Tally the lines in the entries below where the string "virtual" occurs. Reply with the total alone.

── RECORDS FOR THIS TASK

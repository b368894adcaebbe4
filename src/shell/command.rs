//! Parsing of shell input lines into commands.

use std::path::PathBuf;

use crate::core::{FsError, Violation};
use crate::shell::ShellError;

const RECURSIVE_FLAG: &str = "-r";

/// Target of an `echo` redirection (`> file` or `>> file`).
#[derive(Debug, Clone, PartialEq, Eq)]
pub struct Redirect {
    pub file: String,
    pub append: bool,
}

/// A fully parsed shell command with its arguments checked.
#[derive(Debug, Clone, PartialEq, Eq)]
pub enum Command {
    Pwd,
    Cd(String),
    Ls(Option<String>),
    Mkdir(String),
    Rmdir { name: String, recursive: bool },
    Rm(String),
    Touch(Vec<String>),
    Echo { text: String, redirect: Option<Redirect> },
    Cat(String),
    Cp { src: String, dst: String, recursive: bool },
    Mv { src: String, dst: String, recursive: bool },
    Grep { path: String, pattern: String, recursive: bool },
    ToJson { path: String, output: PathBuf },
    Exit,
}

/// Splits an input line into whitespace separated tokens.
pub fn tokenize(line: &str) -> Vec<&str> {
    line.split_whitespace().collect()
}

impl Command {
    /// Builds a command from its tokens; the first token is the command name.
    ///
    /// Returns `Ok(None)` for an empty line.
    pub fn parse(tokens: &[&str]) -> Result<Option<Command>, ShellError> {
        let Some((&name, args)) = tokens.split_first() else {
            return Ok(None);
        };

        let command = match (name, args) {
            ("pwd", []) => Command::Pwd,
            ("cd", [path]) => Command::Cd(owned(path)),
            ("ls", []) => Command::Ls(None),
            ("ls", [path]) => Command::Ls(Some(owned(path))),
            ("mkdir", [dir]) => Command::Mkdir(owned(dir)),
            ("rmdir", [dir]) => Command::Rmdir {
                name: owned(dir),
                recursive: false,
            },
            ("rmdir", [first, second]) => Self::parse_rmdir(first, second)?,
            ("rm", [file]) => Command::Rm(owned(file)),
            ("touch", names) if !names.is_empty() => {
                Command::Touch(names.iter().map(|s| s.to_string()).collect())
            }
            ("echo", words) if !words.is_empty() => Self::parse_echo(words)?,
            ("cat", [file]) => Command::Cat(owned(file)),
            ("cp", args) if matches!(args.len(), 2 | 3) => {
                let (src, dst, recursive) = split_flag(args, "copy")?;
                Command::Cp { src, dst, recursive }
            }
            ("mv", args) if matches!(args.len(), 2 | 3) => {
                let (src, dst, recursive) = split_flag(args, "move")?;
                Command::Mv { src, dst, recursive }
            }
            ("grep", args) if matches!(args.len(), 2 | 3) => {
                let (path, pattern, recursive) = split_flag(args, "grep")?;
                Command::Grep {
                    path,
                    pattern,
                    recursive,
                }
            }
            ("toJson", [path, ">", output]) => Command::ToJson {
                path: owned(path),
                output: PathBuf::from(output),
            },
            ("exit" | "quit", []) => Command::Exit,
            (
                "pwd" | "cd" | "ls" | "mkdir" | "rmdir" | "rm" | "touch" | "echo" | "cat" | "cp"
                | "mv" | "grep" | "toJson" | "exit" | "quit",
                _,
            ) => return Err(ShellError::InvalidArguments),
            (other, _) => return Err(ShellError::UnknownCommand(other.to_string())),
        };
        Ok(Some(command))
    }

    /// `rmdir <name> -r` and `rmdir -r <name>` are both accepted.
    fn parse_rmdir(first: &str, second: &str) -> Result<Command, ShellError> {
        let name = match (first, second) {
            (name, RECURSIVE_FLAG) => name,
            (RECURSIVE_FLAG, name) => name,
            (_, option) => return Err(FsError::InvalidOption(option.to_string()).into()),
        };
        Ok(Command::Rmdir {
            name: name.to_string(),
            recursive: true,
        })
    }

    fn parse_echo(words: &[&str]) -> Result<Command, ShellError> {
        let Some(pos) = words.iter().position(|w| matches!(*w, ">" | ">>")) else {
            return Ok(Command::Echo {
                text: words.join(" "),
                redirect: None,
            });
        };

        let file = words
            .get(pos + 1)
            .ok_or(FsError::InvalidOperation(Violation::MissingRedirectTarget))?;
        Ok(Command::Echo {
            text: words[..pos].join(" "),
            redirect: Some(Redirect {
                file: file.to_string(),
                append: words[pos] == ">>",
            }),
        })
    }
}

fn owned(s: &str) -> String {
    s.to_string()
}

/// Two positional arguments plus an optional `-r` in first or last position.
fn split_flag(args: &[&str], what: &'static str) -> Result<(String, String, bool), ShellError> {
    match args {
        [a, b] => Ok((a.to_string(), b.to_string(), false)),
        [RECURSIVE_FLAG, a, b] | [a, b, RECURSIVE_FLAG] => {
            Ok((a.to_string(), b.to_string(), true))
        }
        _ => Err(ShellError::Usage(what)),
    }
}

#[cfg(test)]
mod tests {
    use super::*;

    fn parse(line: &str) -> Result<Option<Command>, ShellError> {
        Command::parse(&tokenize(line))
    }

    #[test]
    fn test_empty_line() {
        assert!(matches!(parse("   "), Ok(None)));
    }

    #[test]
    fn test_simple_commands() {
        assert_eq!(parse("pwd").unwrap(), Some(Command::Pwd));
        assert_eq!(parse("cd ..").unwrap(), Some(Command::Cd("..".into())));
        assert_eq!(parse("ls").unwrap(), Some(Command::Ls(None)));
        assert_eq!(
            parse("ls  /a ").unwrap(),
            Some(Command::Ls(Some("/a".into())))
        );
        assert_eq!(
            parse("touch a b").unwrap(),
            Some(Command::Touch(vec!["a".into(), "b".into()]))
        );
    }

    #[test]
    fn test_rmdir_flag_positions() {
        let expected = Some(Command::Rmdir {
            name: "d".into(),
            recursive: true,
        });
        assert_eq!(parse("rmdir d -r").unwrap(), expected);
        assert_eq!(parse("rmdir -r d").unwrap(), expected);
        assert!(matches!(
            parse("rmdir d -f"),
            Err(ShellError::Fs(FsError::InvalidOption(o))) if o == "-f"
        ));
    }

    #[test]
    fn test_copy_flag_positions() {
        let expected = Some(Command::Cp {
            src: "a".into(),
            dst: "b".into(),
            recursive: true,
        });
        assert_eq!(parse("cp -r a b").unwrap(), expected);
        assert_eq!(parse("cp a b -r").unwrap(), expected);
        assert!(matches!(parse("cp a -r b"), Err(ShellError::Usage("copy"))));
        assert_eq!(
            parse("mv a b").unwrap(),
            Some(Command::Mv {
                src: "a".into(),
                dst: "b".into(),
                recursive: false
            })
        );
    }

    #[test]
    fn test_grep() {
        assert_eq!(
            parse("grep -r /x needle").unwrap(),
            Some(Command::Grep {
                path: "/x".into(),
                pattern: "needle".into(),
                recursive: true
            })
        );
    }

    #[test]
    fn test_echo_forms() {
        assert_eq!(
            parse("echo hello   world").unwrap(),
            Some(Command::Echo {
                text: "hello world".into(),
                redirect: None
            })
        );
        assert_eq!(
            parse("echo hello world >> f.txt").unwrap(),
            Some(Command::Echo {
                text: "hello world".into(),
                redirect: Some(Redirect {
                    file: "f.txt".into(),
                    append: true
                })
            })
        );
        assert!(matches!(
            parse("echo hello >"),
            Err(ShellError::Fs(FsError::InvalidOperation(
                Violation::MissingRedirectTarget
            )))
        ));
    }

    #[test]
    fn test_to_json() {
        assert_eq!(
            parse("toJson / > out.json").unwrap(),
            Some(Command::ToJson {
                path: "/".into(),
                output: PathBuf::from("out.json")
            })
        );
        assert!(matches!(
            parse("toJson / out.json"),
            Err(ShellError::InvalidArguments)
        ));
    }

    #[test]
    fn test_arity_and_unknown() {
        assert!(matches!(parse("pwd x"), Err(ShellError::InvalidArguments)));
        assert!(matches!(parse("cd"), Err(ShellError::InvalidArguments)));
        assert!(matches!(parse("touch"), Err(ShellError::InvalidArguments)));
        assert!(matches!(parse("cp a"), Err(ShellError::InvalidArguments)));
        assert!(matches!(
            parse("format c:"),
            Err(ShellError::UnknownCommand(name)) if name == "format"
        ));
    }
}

────
── RECORDS FOR THIS TASK

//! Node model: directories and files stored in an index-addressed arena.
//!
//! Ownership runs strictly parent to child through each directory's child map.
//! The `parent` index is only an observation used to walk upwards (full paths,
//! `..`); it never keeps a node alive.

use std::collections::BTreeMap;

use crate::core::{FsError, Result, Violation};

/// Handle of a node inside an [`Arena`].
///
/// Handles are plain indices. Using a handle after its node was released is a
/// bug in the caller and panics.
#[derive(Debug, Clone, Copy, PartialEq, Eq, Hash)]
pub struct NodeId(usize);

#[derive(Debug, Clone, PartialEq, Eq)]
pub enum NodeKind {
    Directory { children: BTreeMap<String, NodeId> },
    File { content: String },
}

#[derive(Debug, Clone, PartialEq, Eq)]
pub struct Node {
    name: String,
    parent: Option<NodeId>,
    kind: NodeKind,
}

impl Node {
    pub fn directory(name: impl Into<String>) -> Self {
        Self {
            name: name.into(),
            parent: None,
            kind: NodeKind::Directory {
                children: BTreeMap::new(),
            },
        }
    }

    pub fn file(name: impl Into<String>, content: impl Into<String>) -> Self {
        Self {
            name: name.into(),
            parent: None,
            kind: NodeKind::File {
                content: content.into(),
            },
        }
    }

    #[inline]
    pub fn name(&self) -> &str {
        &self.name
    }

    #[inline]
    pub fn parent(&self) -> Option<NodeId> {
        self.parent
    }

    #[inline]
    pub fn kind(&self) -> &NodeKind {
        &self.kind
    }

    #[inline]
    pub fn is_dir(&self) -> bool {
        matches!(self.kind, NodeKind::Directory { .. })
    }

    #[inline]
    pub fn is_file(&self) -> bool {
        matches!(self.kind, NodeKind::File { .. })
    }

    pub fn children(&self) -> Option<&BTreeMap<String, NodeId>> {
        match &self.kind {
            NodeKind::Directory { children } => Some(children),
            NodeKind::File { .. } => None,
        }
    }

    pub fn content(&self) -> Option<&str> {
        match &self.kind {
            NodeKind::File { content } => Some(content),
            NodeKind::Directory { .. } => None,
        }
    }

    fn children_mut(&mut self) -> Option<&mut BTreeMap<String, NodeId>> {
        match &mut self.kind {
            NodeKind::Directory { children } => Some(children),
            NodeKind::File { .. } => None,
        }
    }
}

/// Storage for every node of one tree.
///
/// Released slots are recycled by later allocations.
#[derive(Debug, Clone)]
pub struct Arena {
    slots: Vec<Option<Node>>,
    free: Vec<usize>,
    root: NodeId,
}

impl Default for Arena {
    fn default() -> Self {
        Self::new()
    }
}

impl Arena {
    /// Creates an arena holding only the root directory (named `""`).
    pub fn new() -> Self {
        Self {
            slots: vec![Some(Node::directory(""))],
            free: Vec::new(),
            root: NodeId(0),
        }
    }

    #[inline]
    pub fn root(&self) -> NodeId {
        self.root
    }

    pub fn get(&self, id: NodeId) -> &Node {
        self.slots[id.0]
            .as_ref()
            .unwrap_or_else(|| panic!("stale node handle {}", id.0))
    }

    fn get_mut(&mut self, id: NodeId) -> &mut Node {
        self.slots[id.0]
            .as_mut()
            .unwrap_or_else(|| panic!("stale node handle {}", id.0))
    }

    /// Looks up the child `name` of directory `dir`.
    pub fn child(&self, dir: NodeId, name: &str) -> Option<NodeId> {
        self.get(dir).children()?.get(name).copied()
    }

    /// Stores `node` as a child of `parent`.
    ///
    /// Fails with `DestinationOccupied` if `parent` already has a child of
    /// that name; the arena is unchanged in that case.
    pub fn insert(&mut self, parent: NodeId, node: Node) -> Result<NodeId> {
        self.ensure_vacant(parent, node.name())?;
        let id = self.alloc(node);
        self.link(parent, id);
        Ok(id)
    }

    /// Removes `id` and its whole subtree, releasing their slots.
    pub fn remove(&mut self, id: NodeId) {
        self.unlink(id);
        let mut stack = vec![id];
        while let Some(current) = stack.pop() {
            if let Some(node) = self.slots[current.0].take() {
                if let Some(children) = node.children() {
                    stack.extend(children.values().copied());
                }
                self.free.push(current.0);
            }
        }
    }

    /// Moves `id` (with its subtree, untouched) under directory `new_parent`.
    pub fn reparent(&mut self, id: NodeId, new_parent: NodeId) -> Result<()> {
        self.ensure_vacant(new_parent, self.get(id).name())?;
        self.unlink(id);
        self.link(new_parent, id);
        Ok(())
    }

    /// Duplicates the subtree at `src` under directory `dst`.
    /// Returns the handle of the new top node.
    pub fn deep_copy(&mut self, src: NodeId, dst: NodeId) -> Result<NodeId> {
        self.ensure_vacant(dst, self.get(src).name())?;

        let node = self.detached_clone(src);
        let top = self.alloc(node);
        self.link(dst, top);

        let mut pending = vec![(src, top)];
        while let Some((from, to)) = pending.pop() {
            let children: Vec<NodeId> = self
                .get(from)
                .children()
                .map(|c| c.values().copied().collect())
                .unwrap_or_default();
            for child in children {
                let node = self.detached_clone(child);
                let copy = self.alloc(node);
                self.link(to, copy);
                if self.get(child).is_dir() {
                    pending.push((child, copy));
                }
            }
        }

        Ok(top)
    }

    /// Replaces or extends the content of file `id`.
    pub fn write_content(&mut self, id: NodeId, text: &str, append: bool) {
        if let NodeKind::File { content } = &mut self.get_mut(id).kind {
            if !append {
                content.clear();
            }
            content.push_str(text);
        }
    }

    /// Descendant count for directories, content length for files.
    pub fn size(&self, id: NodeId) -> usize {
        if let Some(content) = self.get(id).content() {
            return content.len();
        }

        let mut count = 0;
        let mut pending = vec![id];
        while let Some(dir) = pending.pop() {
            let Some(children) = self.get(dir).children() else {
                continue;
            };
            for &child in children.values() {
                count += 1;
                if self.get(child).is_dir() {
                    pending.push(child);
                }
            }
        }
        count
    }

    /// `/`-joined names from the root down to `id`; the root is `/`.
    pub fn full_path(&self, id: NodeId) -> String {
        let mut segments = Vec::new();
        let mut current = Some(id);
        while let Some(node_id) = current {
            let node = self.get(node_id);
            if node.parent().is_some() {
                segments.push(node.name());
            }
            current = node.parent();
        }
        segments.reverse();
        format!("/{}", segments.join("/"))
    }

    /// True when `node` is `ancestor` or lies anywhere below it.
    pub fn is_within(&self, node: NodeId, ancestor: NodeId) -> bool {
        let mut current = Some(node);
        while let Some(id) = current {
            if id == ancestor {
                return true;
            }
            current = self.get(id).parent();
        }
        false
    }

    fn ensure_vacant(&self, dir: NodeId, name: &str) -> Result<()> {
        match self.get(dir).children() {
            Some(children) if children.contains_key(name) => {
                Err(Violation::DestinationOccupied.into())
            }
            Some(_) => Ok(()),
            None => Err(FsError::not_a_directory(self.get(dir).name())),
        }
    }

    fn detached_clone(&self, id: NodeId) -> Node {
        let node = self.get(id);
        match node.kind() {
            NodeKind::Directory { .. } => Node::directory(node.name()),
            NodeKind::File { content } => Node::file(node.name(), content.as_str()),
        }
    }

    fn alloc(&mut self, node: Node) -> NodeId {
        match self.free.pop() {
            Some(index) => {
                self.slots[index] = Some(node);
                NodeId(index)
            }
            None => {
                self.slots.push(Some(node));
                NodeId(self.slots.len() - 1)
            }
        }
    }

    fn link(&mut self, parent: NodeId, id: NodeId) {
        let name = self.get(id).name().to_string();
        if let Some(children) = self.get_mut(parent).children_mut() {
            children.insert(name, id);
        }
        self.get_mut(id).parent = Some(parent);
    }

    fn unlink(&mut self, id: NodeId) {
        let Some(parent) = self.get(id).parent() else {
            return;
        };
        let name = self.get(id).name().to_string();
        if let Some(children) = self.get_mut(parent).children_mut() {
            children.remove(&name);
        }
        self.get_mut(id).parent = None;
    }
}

────
── RECORDS FOR THIS TASK

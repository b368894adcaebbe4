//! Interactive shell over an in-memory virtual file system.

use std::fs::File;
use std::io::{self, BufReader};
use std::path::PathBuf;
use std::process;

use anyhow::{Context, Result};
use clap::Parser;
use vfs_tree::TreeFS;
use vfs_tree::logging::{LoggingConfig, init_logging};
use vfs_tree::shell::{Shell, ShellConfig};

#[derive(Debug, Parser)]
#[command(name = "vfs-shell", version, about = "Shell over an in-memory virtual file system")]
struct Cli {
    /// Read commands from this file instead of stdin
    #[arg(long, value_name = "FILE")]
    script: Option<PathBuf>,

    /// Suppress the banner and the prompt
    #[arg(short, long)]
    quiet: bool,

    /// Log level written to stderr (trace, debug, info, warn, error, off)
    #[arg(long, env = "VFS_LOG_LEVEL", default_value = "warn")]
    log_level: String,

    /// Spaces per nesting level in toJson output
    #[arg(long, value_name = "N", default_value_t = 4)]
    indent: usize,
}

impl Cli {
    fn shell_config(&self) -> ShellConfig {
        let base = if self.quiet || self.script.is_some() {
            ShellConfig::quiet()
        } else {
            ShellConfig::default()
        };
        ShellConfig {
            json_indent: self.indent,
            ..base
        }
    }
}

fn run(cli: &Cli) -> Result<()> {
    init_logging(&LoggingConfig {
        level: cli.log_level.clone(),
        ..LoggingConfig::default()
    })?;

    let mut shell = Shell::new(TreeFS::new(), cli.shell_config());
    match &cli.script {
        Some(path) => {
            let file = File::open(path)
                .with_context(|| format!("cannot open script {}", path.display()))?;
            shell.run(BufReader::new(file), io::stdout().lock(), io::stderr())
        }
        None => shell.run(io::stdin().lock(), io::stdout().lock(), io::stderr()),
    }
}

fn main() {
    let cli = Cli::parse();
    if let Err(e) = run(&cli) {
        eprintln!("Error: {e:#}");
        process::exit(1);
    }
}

────

▶ RESPONSE TO THE EXERCISE:
2